その144: 現在のユーザ・デジタル環境考(近頃の経験を通したレビュー)


サービスサイエンスという研究領域の始まりは1980年代に遡ります。応用領域の中心はマーケティング分野に始まり、顧客満足を取り込む流れでのサービス指向の形で適用領域が広がってきたというのが著者の認識です。今回この話題冒頭に持ってきたのは、最近筆者のスマートフォンを利用機種変更のための作業をしながら浮かんだ考えに端を発します。DXの推進というのが経産省を初めとして様々な官公庁の音頭で進められ、その際の一般利用者に向けたインタフェース領域の主役は主にスマートフォンであると言って過言ではないでしょう(総務省統計によれば、2022年の個人のスマートフォン普及率は84.9%に上ると報告されている)。この機器基盤をベースに、例えばマイナンバー基盤を用いたスマートフォンのアプリケーション(アプリと略)を通じて、様々な利用者情報管理を次々と行おうという流れが進んでいます。

しかし一般利用者視点で改めて眺めて見ると、アーキテクチャやアプリケーション開発といった基本的な部分で、現在かなり無理が通されているのではないかと筆者は感じています。例えばスマートフォン上のアプリは、様々な企業が個別に自社サービスへの取込を狙う形で開発提供しているのが実情でしょう。この結果、利用者に取っては色々な会社のサービスを利用しようとすればするほど、際限のないアプリ導入を余儀なくされてしまいます。アプリというソフトウェアだけでなく、利用基盤であるスマートフォン(ハードウェア)は、電気を利用するという制約がある以上、バッテリー寿命を考慮せざるを得ないことにより2~5年程度といった比較的短期間でのユニット交換を迫られます(勿論、不便を受け入れた形で限界まで利用するという場合、もう少し利用期間は長くできるでしょう。新しい機種ではバッテリー充電量を大容量化しようという流れになっています)。また私企業によりOS開発側の都合により更新されたOS版を使うには、既存のスマホ資源(メモリ、CPU、グラフィックス機能等)が非力になってしまうことにもなります。
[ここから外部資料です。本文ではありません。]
//! Daemon configuration – reads `~/.grasp/config.toml`.

use std::collections::BTreeMap;
use std::fs;
use std::path::{Path, PathBuf};
use std::time::Duration;

use grasp_types::{GraspError, JointSet, Thresholds};
use serde::{Deserialize, Serialize};

/// Persisted controller configuration.
#[derive(Debug, Clone, PartialEq, Serialize, Deserialize)]
pub struct Config {
    /// Gripper joint names, in target order.
    #[serde(default = "default_joints")]
    pub joints: Vec<String>,

    #[serde(default = "default_goal_tolerance")]
    pub goal_tolerance: f32,

    #[serde(default = "default_no_move_tolerance")]
    pub no_move_tolerance: f32,

    #[serde(default = "default_check_rate_hz")]
    pub check_rate_hz: f32,

    /// Stall window in ticks.  Defaults to one second at `check_rate_hz`.
    #[serde(default, skip_serializing_if = "Option::is_none")]
    pub stall_ticks: Option<u32>,

    #[serde(default = "default_max_sensor_errors")]
    pub max_sensor_errors: u32,

    #[serde(default = "default_publish_rate_hz")]
    pub publish_rate_hz: f32,

    #[serde(default = "default_sample_timeout_ms")]
    pub sample_timeout_ms: u64,

    #[serde(default)]
    pub sim: SimConfig,
}

/// Settings for the simulated gripper run.
#[derive(Debug, Clone, PartialEq, Serialize, Deserialize)]
pub struct SimConfig {
    /// Largest joint motion per actuator publish, in radians.
    #[serde(default = "default_step_rad")]
    pub step_rad: f32,

    /// Goal submitted on startup, one angle per joint.
    #[serde(default = "default_target")]
    pub target: Vec<f32>,

    /// Cancel the goal if it has not finished after this many seconds.
    #[serde(default = "default_deadline_secs")]
    pub deadline_secs: u64,

    /// Joint name → angle at which a simulated object blocks the joint.
    #[serde(default)]
    pub contact_limits: BTreeMap<String, f32>,
}

fn default_joints() -> Vec<String> {
    vec!["finger_left_joint".to_string(), "finger_right_joint".to_string()]
}
fn default_goal_tolerance() -> f32 {
    0.02
}
fn default_no_move_tolerance() -> f32 {
    0.002
}
fn default_check_rate_hz() -> f32 {
    10.0
}
fn default_max_sensor_errors() -> u32 {
    Thresholds::DEFAULT_MAX_SENSOR_ERRORS
}
fn default_publish_rate_hz() -> f32 {
    Thresholds::DEFAULT_PUBLISH_RATE_HZ
}
fn default_sample_timeout_ms() -> u64 {
    Thresholds::DEFAULT_SAMPLE_TIMEOUT_MS
}
fn default_step_rad() -> f32 {
    0.02
}
fn default_target() -> Vec<f32> {
    vec![0.8, 0.8]
}
fn default_deadline_secs() -> u64 {
    10
}

impl Default for Config {
    fn default() -> Self {
        Self {
            joints: default_joints(),
            goal_tolerance: default_goal_tolerance(),
            no_move_tolerance: default_no_move_tolerance(),
            check_rate_hz: default_check_rate_hz(),
            stall_ticks: None,
            max_sensor_errors: default_max_sensor_errors(),
            publish_rate_hz: default_publish_rate_hz(),
            sample_timeout_ms: default_sample_timeout_ms(),
            sim: SimConfig::default(),
        }
    }
}

impl Default for SimConfig {
    fn default() -> Self {
        Self {
            step_rad: default_step_rad(),
            target: default_target(),
            deadline_secs: default_deadline_secs(),
            contact_limits: BTreeMap::new(),
        }
    }
}

impl Config {
    pub fn joint_set(&self) -> Result<JointSet, GraspError> {
        JointSet::new(self.joints.iter().cloned())
    }

    /// Validated controller thresholds.
    pub fn thresholds(&self) -> Result<Thresholds, GraspError> {
        let mut thresholds =
            Thresholds::new(self.goal_tolerance, self.no_move_tolerance, self.check_rate_hz)
                .with_max_sensor_errors(self.max_sensor_errors)
                .with_publish_rate(self.publish_rate_hz)
                .with_sample_timeout(Duration::from_millis(self.sample_timeout_ms));
        if let Some(ticks) = self.stall_ticks {
            thresholds = thresholds.with_stall_ticks(ticks);
        }
        thresholds.validate()?;
        Ok(thresholds)
    }

    /// Contact limits as `(joint index, limit)` pairs.
    ///
    /// # Errors
    ///
    /// Returns [`GraspError::InvalidConfig`] for a limit on an unknown joint.
    pub fn contacts(&self, joints: &JointSet) -> Result<Vec<(usize, f32)>, GraspError> {
        self.sim
            .contact_limits
            .iter()
            .map(|(name, &limit)| {
                joints
                    .index_of(name)
                    .map(|index| (index, limit))
                    .ok_or_else(|| {
                        GraspError::InvalidConfig(format!("contact limit for unknown joint '{name}'"))
                    })
            })
            .collect()
    }
}

/// Return the path to `~/.grasp/config.toml`.
pub fn config_path() -> PathBuf {
    config_path_for_home(
        &std::env::var("HOME")
            .or_else(|_| std::env::var("USERPROFILE"))
            .unwrap_or_else(|_| ".".to_string()),
    )
}

pub(crate) fn config_path_for_home(home: &str) -> PathBuf {
    PathBuf::from(home).join(".grasp").join("config.toml")
}

/// Load the config from `path` and apply environment overrides.
pub fn load(path: &Path) -> Result<Config, String> {
    let mut cfg = load_from(path)?;
    apply_env_overrides(&mut cfg);
    Ok(cfg)
}

/// Like [`load`], but an unreadable or malformed file falls back to the
/// defaults.  Environment overrides apply either way; the load error is
/// returned alongside for reporting.
pub fn load_or_default(path: &Path) -> (Config, Option<String>) {
    let (mut cfg, error) = match load_from(path) {
        Ok(cfg) => (cfg, None),
        Err(e) => (Config::default(), Some(e)),
    };
    apply_env_overrides(&mut cfg);
    (cfg, error)
}

/// Read the config file at `path`, falling back to defaults when it does
/// not exist.
pub(crate) fn load_from(path: &Path) -> Result<Config, String> {
    if !path.exists() {
        return Ok(Config::default());
    }
    let raw = fs::read_to_string(path)
        .map_err(|e| format!("Failed to read config at {}: {}", path.display(), e))?;
    toml::from_str(&raw).map_err(|e| format!("Failed to parse config: {}", e))
}

/// Apply `GRASP_*` environment variable overrides to `cfg`.  Values that do
/// not parse are ignored.
///
/// | Variable | Config field |
/// |---|---|
/// | `GRASP_JOINTS` | `joints` (comma separated) |
/// | `GRASP_GOAL_TOLERANCE` | `goal_tolerance` |
/// | `GRASP_NO_MOVE_TOLERANCE` | `no_move_tolerance` |
/// | `GRASP_CHECK_RATE_HZ` | `check_rate_hz` |
/// | `GRASP_STALL_TICKS` | `stall_ticks` |
/// | `GRASP_MAX_SENSOR_ERRORS` | `max_sensor_errors` |
/// | `GRASP_PUBLISH_RATE_HZ` | `publish_rate_hz` |
/// | `GRASP_SAMPLE_TIMEOUT_MS` | `sample_timeout_ms` |
pub fn apply_env_overrides(cfg: &mut Config) {
    if let Ok(v) = std::env::var("GRASP_JOINTS") {
        let joints: Vec<String> = v
            .split(',')
            .map(str::trim)
            .filter(|s| !s.is_empty())
            .map(str::to_string)
            .collect();
        if !joints.is_empty() {
            cfg.joints = joints;
        }
    }
    override_parsed("GRASP_GOAL_TOLERANCE", &mut cfg.goal_tolerance);
    override_parsed("GRASP_NO_MOVE_TOLERANCE", &mut cfg.no_move_tolerance);
    override_parsed("GRASP_CHECK_RATE_HZ", &mut cfg.check_rate_hz);
    if let Ok(v) = std::env::var("GRASP_STALL_TICKS")
        && let Ok(ticks) = v.parse::<u32>()
    {
        cfg.stall_ticks = Some(ticks);
    }
    override_parsed("GRASP_MAX_SENSOR_ERRORS", &mut cfg.max_sensor_errors);
    override_parsed("GRASP_PUBLISH_RATE_HZ", &mut cfg.publish_rate_hz);
    override_parsed("GRASP_SAMPLE_TIMEOUT_MS", &mut cfg.sample_timeout_ms);
}

fn override_parsed<T: std::str::FromStr>(var: &str, field: &mut T) {
    if let Ok(v) = std::env::var(var)
        && let Ok(parsed) = v.trim().parse::<T>()
    {
        *field = parsed;
    }
}

#[cfg(test)]
mod tests {
    use super::*;

    fn write_config(raw: &str) -> (tempfile::TempDir, PathBuf) {
        let dir = tempfile::tempdir().expect("tmp dir");
        let path = config_path_for_home(&dir.path().to_string_lossy());
        fs::create_dir_all(path.parent().expect("parent")).expect("mkdir");
        fs::write(&path, raw).expect("write");
        (dir, path)
    }

    #[test]
    fn config_path_points_to_grasp_dir() {
        let p = config_path_for_home("/home/testuser");
        assert_eq!(p, PathBuf::from("/home/testuser/.grasp/config.toml"));
    }

    #[test]
    fn missing_file_yields_defaults() {
        let dir = tempfile::tempdir().expect("tmp dir");
        let path = config_path_for_home(&dir.path().to_string_lossy());
        let cfg = load_from(&path).expect("load");
        assert_eq!(cfg.joints, default_joints());
        assert_eq!(cfg.sim.target, vec![0.8, 0.8]);
    }

    #[test]
    fn partial_file_keeps_defaults_for_missing_keys() {
        let (_dir, path) = write_config(
            r#"
joints = ["a", "b", "c"]
goal_tolerance = 0.05
stall_ticks = 4

[sim]
target = [0.1, 0.2, 0.3]

[sim.contact_limits]
b = 0.15
"#,
        );
        let cfg = load_from(&path).expect("load");
        assert_eq!(cfg.joints, vec!["a", "b", "c"]);
        assert_eq!(cfg.stall_ticks, Some(4));
        assert_eq!(cfg.check_rate_hz, 10.0);
        assert_eq!(cfg.sim.step_rad, 0.02);
        assert_eq!(cfg.sim.deadline_secs, 10);

        let joints = cfg.joint_set().expect("joints");
        assert_eq!(cfg.contacts(&joints).expect("contacts"), vec![(1, 0.15)]);

        let thresholds = cfg.thresholds().expect("thresholds");
        assert_eq!(thresholds.stall_ticks, 4);
        assert_eq!(thresholds.goal_tolerance, 0.05);
    }

    #[test]
    fn malformed_file_is_an_error() {
        let (_dir, path) = write_config("goal_tolerance = \"wide\"");
        assert!(load_from(&path).is_err());
    }

    #[test]
    fn stall_window_defaults_to_one_second() {
        let cfg = Config {
            check_rate_hz: 25.0,
            ..Config::default()
        };
        assert_eq!(cfg.thresholds().expect("thresholds").stall_ticks, 25);
    }

    #[test]
    fn invalid_rate_fails_validation() {
        let cfg = Config {
            check_rate_hz: 0.0,
            ..Config::default()
        };
        assert!(matches!(cfg.thresholds(), Err(GraspError::InvalidConfig(_))));
    }

    #[test]
    fn contact_on_unknown_joint_is_rejected() {
        let mut cfg = Config::default();
        cfg.sim.contact_limits.insert("thumb".to_string(), 0.2);
        let joints = cfg.joint_set().expect("joints");
        assert!(cfg.contacts(&joints).is_err());
    }

    #[test]
    fn duplicate_joints_are_rejected() {
        let cfg = Config {
            joints: vec!["a".to_string(), "a".to_string()],
            ..Config::default()
        };
        assert!(cfg.joint_set().is_err());
    }

    #[test]
    fn env_overrides_apply_and_ignore_garbage() {
        // SAFETY: these variables are only touched by this test.
        unsafe {
            std::env::set_var("GRASP_JOINTS", "x, y");
            std::env::set_var("GRASP_STALL_TICKS", "7");
            std::env::set_var("GRASP_CHECK_RATE_HZ", "fast");
        }
        let mut cfg = Config::default();
        apply_env_overrides(&mut cfg);
        unsafe {
            std::env::remove_var("GRASP_JOINTS");
            std::env::remove_var("GRASP_STALL_TICKS");
            std::env::remove_var("GRASP_CHECK_RATE_HZ");
        }
        assert_eq!(cfg.joints, vec!["x", "y"]);
        assert_eq!(cfg.stall_ticks, Some(7));
        assert_eq!(cfg.check_rate_hz, default_check_rate_hz());
    }

    #[test]
    fn malformed_file_falls_back_to_defaults_with_env_overrides() {
        let (_dir, path) = write_config("joints = 42");
        // SAFETY: this variable is only touched by this test.
        unsafe { std::env::set_var("GRASP_MAX_SENSOR_ERRORS", "9") };
        let (cfg, error) = load_or_default(&path);
        unsafe { std::env::remove_var("GRASP_MAX_SENSOR_ERRORS") };

        assert!(error.is_some());
        assert_eq!(cfg.max_sensor_errors, 9);
        assert_eq!(cfg.sim, SimConfig::default());
    }

    #[test]
    fn config_roundtrips_through_toml() {
        let mut cfg = Config::default();
        cfg.sim.contact_limits.insert("finger_left_joint".to_string(), 0.4);
        let raw = toml::to_string_pretty(&cfg).expect("serialize");
        let back: Config = toml::from_str(&raw).expect("parse");
        assert_eq!(back, cfg);
    }
}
新しい機種に容易に乗り換えられる一部の利用者を除いて、残された一般的スキル及び経済的環境に置かれる他の利用者にとって、率直に言って経済的・時間的・技術的・精神的負担は、もはや小さいものだと言い切れない状況と筆者は考えます。アプリ移行においても個別対応により、必要なIdやパスワード、承認方式が異なり、移行に際しての時間負担も小さいとはいえないのが現在のスマホ基盤提供の実態といえるでしょう。勿論、新機能が次々と開発され、それをスムーズに利用可能な「一部の利用者」に取ってはメリットが大きいという意見が出るのは承知の上ですが、ここでは残された(大多数ともいえる)利用者視点からの意見です(実際、筆者の周りの利用者の意見を聞くと、同様な意見をそれほど時間を使わずに集めるこができます。 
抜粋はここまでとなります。